Exercise data >>
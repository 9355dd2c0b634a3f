//! Messages exchanged between the broker facade, the workers and the
//! coordinator.
//!
//! - [`Job`]: one submitted key, tagged with its submission sequence number.
//! - [`RawResult`]: a worker's answer for one [`Job`], in completion order.
//! - [`Verdict`]: a result as released to the caller, in submission order.

/// Position of a [`Job`] in submission order. Starts at zero and increases by
/// one for every accepted `submit`.
pub type Seq = u64;

/// A key submitted for validation.
///
/// Duplicated keys are legal; each occurrence gets its own [`Seq`].
#[derive(Clone, Debug, PartialEq, Eq)]
pub struct Job<K> {
    pub seq: Seq,
    pub key: K,
}

/// A worker's result for one [`Job`].
///
/// Carries the job's sequence number so the coordinator can attribute the
/// result to the exact occurrence that produced it.
#[derive(Clone, Debug, PartialEq, Eq)]
pub struct RawResult<K> {
    pub seq: Seq,
    pub key: K,
    pub valid: bool,
}

impl<K> RawResult<K> {
    pub(crate) fn into_verdict(self) -> Verdict<K> {
        Verdict {
            key: self.key,
            valid: self.valid,
        }
    }
}

/// A `(key, result)` pair released on the ordered output stream.
#[derive(Clone, Debug, PartialEq, Eq, Hash)]
pub struct Verdict<K> {
    pub key: K,
    pub valid: bool,
}

/// Events consumed by the coordinator task.
///
/// Submission notices and worker results travel through the same channel.
/// A `Submitted` notice is always enqueued before its job reaches a worker, so
/// the coordinator sees it before the matching `Completed`.
#[derive(Debug)]
pub(crate) enum Event<K> {
    Submitted(Job<K>),
    Completed(RawResult<K>),
    /// Sent by `Broker::shutdown` once every worker has exited.
    Shutdown,
}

What the task asks >> Which lines of the material contain the string "number"? List each of them.

Answer to this exercise >>
//! - [`Job`]: one submitted key, tagged with its submission sequence number.
/// Carries the job's sequence number so the coordinator can attribute the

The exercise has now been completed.